_WHAT TO PRODUCE_
Report every line in the listing that contains the string "stmts".

_RECORDED DATA_
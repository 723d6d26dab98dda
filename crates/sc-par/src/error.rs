//! Parser error type.

use sc_lex::TokenKind;
use sc_util::Span;
use thiserror::Error;

#[derive(Debug, Error, Clone, PartialEq)]
pub enum ParseError {
    #[error("{span}: expected {expected}, found {found:?}")]
    UnexpectedToken {
        expected: String,
        found: TokenKind,
        span: Span,
    },

    #[error("{span}: lexical error: {message}")]
    LexError { message: String, span: Span },

    #[error("{span}: array size must be a positive integer literal")]
    InvalidArraySize { span: Span },

    #[error("{span}: register variable name must be r0..r31, found '{name}'")]
    InvalidRegisterName { name: String, span: Span },

    #[error("{span}: r31 is the instruction pointer and is not assignable from source")]
    R31NotAssignable { span: Span },

    #[error("{span}: interrupt-marked functions must take zero parameters")]
    InterruptHasParams { span: Span },

    #[error("program must define exactly one zero-parameter function named 'main' (found {count})")]
    MainCount { count: usize },

    #[error("{span}: integer literal '{text}' is out of range")]
    BadIntLiteral { text: String, span: Span },
}
//! Statement and local-declaration parsing.

use crate::ast::{ArrayDecl, PointerDecl, Stmt, StmtKind, Ty, VarDecl};
use crate::bp;
use crate::error::ParseError;
use crate::parser::Parser;
use sc_lex::TokenKind;

impl<'a> Parser<'a> {
    pub(crate) fn parse_block(&mut self) -> Result<Vec<Stmt>, ParseError> {
        self.expect(TokenKind::LBrace, "'{'")?;
        let mut stmts = Vec::new();
        while !self.check(TokenKind::RBrace) && !self.at_eof() {
            stmts.push(self.parse_stmt()?);
        }
        self.expect(TokenKind::RBrace, "'}'")?;
        Ok(stmts)
    }

    pub(crate) fn parse_stmt(&mut self) -> Result<Stmt, ParseError> {
        let span = self.span_here();
        let kind = match self.peek_kind() {
            TokenKind::LBrace => StmtKind::Block(self.parse_block()?),
            TokenKind::If => self.parse_if()?,
            TokenKind::While => self.parse_while()?,
            TokenKind::For => self.parse_for()?,
            TokenKind::Do => self.parse_do_while()?,
            TokenKind::Return => {
                self.advance();
                let value = if self.check(TokenKind::Semicolon) {
                    None
                } else {
                    Some(self.parse_expr(bp::MIN)?)
                };
                self.expect(TokenKind::Semicolon, "';'")?;
                StmtKind::Return(value)
            }
            TokenKind::Break => {
                self.advance();
                self.expect(TokenKind::Semicolon, "';'")?;
                StmtKind::Break
            }
            TokenKind::Continue => {
                self.advance();
                self.expect(TokenKind::Semicolon, "';'")?;
                StmtKind::Continue
            }
            TokenKind::Register | TokenKind::Volatile | TokenKind::Uint32 | TokenKind::Int32 => {
                let kind = self.parse_decl_stmt()?;
                self.expect(TokenKind::Semicolon, "';'")?;
                kind
            }
            TokenKind::PlusPlus | TokenKind::MinusMinus | TokenKind::Star | TokenKind::Identifier => {
                let kind = self.parse_simple_stmt()?;
                self.expect(TokenKind::Semicolon, "';'")?;
                kind
            }
            _ => {
                return Err(ParseError::UnexpectedToken {
                    expected: "a statement".to_string(),
                    found: self.peek_kind(),
                    span,
                })
            }
        };
        Ok(Stmt { kind, span })
    }

    fn parse_if(&mut self) -> Result<StmtKind, ParseError> {
        self.advance();
        self.expect(TokenKind::LParen, "'('")?;
        let condition = self.parse_expr(bp::MIN)?;
        self.expect(TokenKind::RParen, "')'")?;
        let then_branch = Box::new(self.parse_stmt()?);
        let else_branch = if self.eat(TokenKind::Else) {
            Some(Box::new(self.parse_stmt()?))
        } else {
            None
        };
        Ok(StmtKind::If {
            condition,
            then_branch,
            else_branch,
        })
    }

    fn parse_while(&mut self) -> Result<StmtKind, ParseError> {
        self.advance();
        self.expect(TokenKind::LParen, "'('")?;
        let condition = self.parse_expr(bp::MIN)?;
        self.expect(TokenKind::RParen, "')'")?;
        let body = Box::new(self.parse_stmt()?);
        Ok(StmtKind::While { condition, body })
    }

    fn parse_do_while(&mut self) -> Result<StmtKind, ParseError> {
        self.advance();
        let body = Box::new(self.parse_stmt()?);
        self.expect(TokenKind::While, "'while'")?;
        self.expect(TokenKind::LParen, "'('")?;
        let condition = self.parse_expr(bp::MIN)?;
        self.expect(TokenKind::RParen, "')'")?;
        self.expect(TokenKind::Semicolon, "';'")?;
        Ok(StmtKind::DoWhile { body, condition })
    }

    fn parse_for(&mut self) -> Result<StmtKind, ParseError> {
        self.advance();
        self.expect(TokenKind::LParen, "'('")?;

        let init = if self.check(TokenKind::Semicolon) {
            None
        } else {
            let span = self.span_here();
            let kind = match self.peek_kind() {
                TokenKind::Register | TokenKind::Volatile | TokenKind::Uint32 | TokenKind::Int32 => {
                    self.parse_decl_stmt()?
                }
                _ => self.parse_simple_stmt()?,
            };
            Some(Box::new(Stmt { kind, span }))
        };
        self.expect(TokenKind::Semicolon, "';'")?;

        let condition = if self.check(TokenKind::Semicolon) {
            None
        } else {
            Some(self.parse_expr(bp::MIN)?)
        };
        self.expect(TokenKind::Semicolon, "';'")?;

        let step = if self.check(TokenKind::RParen) {
            None
        } else {
            let span = self.span_here();
            let kind = self.parse_simple_stmt()?;
            Some(Box::new(Stmt { kind, span }))
        };
        self.expect(TokenKind::RParen, "')'")?;

        let body = Box::new(self.parse_stmt()?);

        Ok(StmtKind::For {
            init,
            condition,
            step,
            body,
        })
    }

    /// Declarations: `[register] [volatile] (uint32|int32) name [*] [= expr | [size] [= {...}]];`
    /// Qualifiers may appear in either order, matching the grammar's
    /// "qualifiers in any order" allowance.
    fn parse_decl_stmt(&mut self) -> Result<StmtKind, ParseError> {
        let mut is_register = false;
        let mut is_volatile = false;
        loop {
            match self.peek_kind() {
                TokenKind::Register => {
                    is_register = true;
                    self.advance();
                }
                TokenKind::Volatile => {
                    is_volatile = true;
                    self.advance();
                }
                _ => break,
            }
        }

        let ty = match self.peek_kind() {
            TokenKind::Uint32 => Ty::Uint32,
            TokenKind::Int32 => Ty::Int32,
            _ => {
                return Err(ParseError::UnexpectedToken {
                    expected: "'uint32' or 'int32'".to_string(),
                    found: self.peek_kind(),
                    span: self.span_here(),
                })
            }
        };
        self.advance();

        let is_pointer = self.eat(TokenKind::Star);
        let name_tok = self.expect(TokenKind::Identifier, "an identifier")?;
        let name = self.intern(&name_tok.text);

        if is_pointer {
            let init = if self.eat(TokenKind::Eq) {
                Some(self.parse_expr(bp::MIN)?)
            } else {
                None
            };
            return Ok(StmtKind::Pointer(PointerDecl { name, init }));
        }

        if self.eat(TokenKind::LBracket) {
            let span = self.span_here();
            let size_tok = self.expect(TokenKind::IntLiteral, "an array size")?;
            let size: u32 = size_tok
                .text
                .parse()
                .map_err(|_| ParseError::InvalidArraySize { span: span.clone() })?;
            if size == 0 {
                return Err(ParseError::InvalidArraySize { span });
            }
            self.expect(TokenKind::RBracket, "']'")?;
            let init = if self.eat(TokenKind::Eq) {
                self.expect(TokenKind::LBrace, "'{'")?;
                let mut values = Vec::new();
                if !self.check(TokenKind::RBrace) {
                    loop {
                        values.push(self.parse_expr(bp::MIN)?);
                        if !self.eat(TokenKind::Comma) {
                            break;
                        }
                    }
                }
                self.expect(TokenKind::RBrace, "'}'")?;
                Some(values)
            } else {
                None
            };
            return Ok(StmtKind::Array(ArrayDecl { name, size, init }));
        }

        let register_num = if is_register {
            parse_register_suffix(&name_tok.text)
        } else {
            None
        };

        let init = if self.eat(TokenKind::Eq) {
            Some(self.parse_expr(bp::MIN)?)
        } else {
            None
        };

        Ok(StmtKind::Var(VarDecl {
            name,
            ty,
            is_register,
            is_volatile,
            register_num,
            init,
        }))
    }

    /// Assignment, array assignment, pointer assignment, or pre/post
    /// increment/decrement — disambiguated by one token of lookahead past
    /// the leading identifier or `*`.
    fn parse_simple_stmt(&mut self) -> Result<StmtKind, ParseError> {
        match self.peek_kind() {
            TokenKind::PlusPlus => {
                self.advance();
                let name = self.expect_ident()?;
                Ok(StmtKind::Increment {
                    name,
                    is_prefix: true,
                })
            }
            TokenKind::MinusMinus => {
                self.advance();
                let name = self.expect_ident()?;
                Ok(StmtKind::Decrement {
                    name,
                    is_prefix: true,
                })
            }
            TokenKind::Star => {
                self.advance();
                let addr = self.parse_expr(bp::UNARY)?;
                self.expect(TokenKind::Eq, "'='")?;
                let value = self.parse_expr(bp::MIN)?;
                Ok(StmtKind::PointerAssignment { addr, value })
            }
            TokenKind::Identifier => {
                let tok = self.advance();
                let name = self.intern(&tok.text);
                match self.peek_kind() {
                    TokenKind::PlusPlus => {
                        self.advance();
                        Ok(StmtKind::Increment {
                            name,
                            is_prefix: false,
                        })
                    }
                    TokenKind::MinusMinus => {
                        self.advance();
                        Ok(StmtKind::Decrement {
                            name,
                            is_prefix: false,
                        })
                    }
                    TokenKind::LBracket => {
                        self.advance();
                        let index = self.parse_expr(bp::MIN)?;
                        self.expect(TokenKind::RBracket, "']'")?;
                        self.expect(TokenKind::Eq, "'='")?;
                        let value = self.parse_expr(bp::MIN)?;
                        Ok(StmtKind::ArrayAssignment { name, index, value })
                    }
                    TokenKind::Eq => {
                        self.advance();
                        let value = self.parse_expr(bp::MIN)?;
                        Ok(StmtKind::Assignment { name, value })
                    }
                    TokenKind::LParen => {
                        self.advance();
                        let args = self.parse_call_args_public()?;
                        Ok(StmtKind::FunctionCallStmt(crate::ast::Expr::Call {
                            name,
                            args,
                        }))
                    }
                    _ => Err(ParseError::UnexpectedToken {
                        expected: "'=', '[', '(', '++', or '--'".to_string(),
                        found: self.peek_kind(),
                        span: self.span_here(),
                    }),
                }
            }
            _ => Err(ParseError::UnexpectedToken {
                expected: "a statement".to_string(),
                found: self.peek_kind(),
                span: self.span_here(),
            }),
        }
    }

    fn expect_ident(&mut self) -> Result<crate::ast::Ident, ParseError> {
        let tok = self.expect(TokenKind::Identifier, "an identifier")?;
        Ok(self.intern(&tok.text))
    }

    fn parse_call_args_public(&mut self) -> Result<Vec<crate::ast::Expr>, ParseError> {
        let mut args = Vec::new();
        if !self.check(TokenKind::RParen) {
            loop {
                args.push(self.parse_expr(bp::MIN)?);
                if !self.eat(TokenKind::Comma) {
                    break;
                }
            }
        }
        self.expect(TokenKind::RParen, "')'")?;
        Ok(args)
    }
}

/// Extracts the architectural register number from `register uint32 rN;`
/// variable names. Returns `None` for anything that isn't a well-formed
/// `rN` name; `validate()` turns that into an `InvalidRegisterName` error
/// with proper span context.
fn parse_register_suffix(name: &str) -> Option<u8> {
    let digits = name.strip_prefix('r')?;
    let n: u32 = digits.parse().ok()?;
    (n <= 31).then_some(n as u8)
}
//! Black-box CLI tests for the `sci`/`scc` binaries.

use assert_cmd::Command;
use predicates::prelude::*;
use tempfile::TempDir;

fn write_source(dir: &TempDir, name: &str, content: &str) -> std::path::PathBuf {
    let path = dir.path().join(name);
    std::fs::write(&path, content).unwrap();
    path
}

#[test]
fn sci_help_mentions_usage() {
    let mut cmd = Command::cargo_bin("sci").unwrap();
    cmd.arg("--help");
    cmd.assert()
        .success()
        .stdout(predicate::str::contains("Usage"));
}

#[test]
fn sci_version_prints_crate_version() {
    let mut cmd = Command::cargo_bin("sci").unwrap();
    cmd.arg("--version");
    cmd.assert()
        .success()
        .stdout(predicate::str::contains(env!("CARGO_PKG_VERSION")));
}

#[test]
fn sci_runs_a_program_and_prints_its_result() {
    let dir = TempDir::new().unwrap();
    let path = write_source(&dir, "main.sc", "function main(){ return 6 * 7; }");

    let mut cmd = Command::cargo_bin("sci").unwrap();
    cmd.arg(&path);
    cmd.assert().success().stdout(predicate::str::contains("42"));
}

#[test]
fn sci_dump_registers_prints_the_register_file() {
    let dir = TempDir::new().unwrap();
    let path = write_source(
        &dir,
        "main.sc",
        "function main(){ register uint32 r3 = 5; return r3; }",
    );

    let mut cmd = Command::cargo_bin("sci").unwrap();
    cmd.arg(&path).arg("--dump-registers");
    cmd.assert()
        .success()
        .stdout(predicate::str::contains("r3 = 5"));
}

#[test]
fn sci_reports_a_runtime_error_with_exit_code_one() {
    let dir = TempDir::new().unwrap();
    let path = write_source(&dir, "main.sc", "function main(){ uint32 d=0; return 1/d; }");

    let mut cmd = Command::cargo_bin("sci").unwrap();
    cmd.arg(&path);
    cmd.assert().failure().code(1);
}

#[test]
fn scc_emits_assembly_to_stdout_by_default() {
    let dir = TempDir::new().unwrap();
    let path = write_source(&dir, "main.sc", "function main(){ return 1 + 2; }");

    let mut cmd = Command::cargo_bin("scc").unwrap();
    cmd.arg(&path);
    cmd.assert()
        .success()
        .stdout(predicate::str::contains("entry main"));
}

#[test]
fn scc_writes_assembly_to_the_given_output_path() {
    let dir = TempDir::new().unwrap();
    let source = write_source(&dir, "main.sc", "function main(){ return 1 + 2; }");
    let output = dir.path().join("main.asm");

    let mut cmd = Command::cargo_bin("scc").unwrap();
    cmd.arg(&source).arg(&output);
    cmd.assert().success();
    assert!(output.exists());
    let contents = std::fs::read_to_string(&output).unwrap();
    assert!(contents.contains("hlt"));
}

#[test]
fn scc_emit_tokens_exits_before_code_generation() {
    let dir = TempDir::new().unwrap();
    let path = write_source(&dir, "main.sc", "function main(){ return 1; }");

    let mut cmd = Command::cargo_bin("scc").unwrap();
    cmd.arg(&path).arg("--emit-tokens");
    cmd.assert()
        .success()
        .stderr(predicate::str::contains("Function"));
}

#[test]
fn scc_emit_ast_exits_before_code_generation() {
    let dir = TempDir::new().unwrap();
    let path = write_source(&dir, "main.sc", "function main(){ return 1; }");

    let mut cmd = Command::cargo_bin("scc").unwrap();
    cmd.arg(&path).arg("--emit-ast");
    cmd.assert()
        .success()
        .stderr(predicate::str::contains("FunctionDef"));
}

#[test]
fn scc_reports_a_parse_error_with_exit_code_one() {
    let dir = TempDir::new().unwrap();
    let path = write_source(&dir, "main.sc", "function main( return 1; }");

    let mut cmd = Command::cargo_bin("scc").unwrap();
    cmd.arg(&path);
    cmd.assert().failure().code(1);
}

#[test]
fn scc_run_without_an_assembler_on_path_fails_rather_than_hangs() {
    let dir = TempDir::new().unwrap();
    let path = write_source(&dir, "main.sc", "function main(){ return 1; }");
    let output = dir.path().join("main.asm");

    let mut cmd = Command::cargo_bin("scc").unwrap();
    cmd.arg(&path).arg(&output).arg("--run");
    cmd.assert().failure();
}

_OUTPUT BELOW_
        let mut stmts = Vec::new();
            stmts.push(self.parse_stmt()?);
        Ok(stmts)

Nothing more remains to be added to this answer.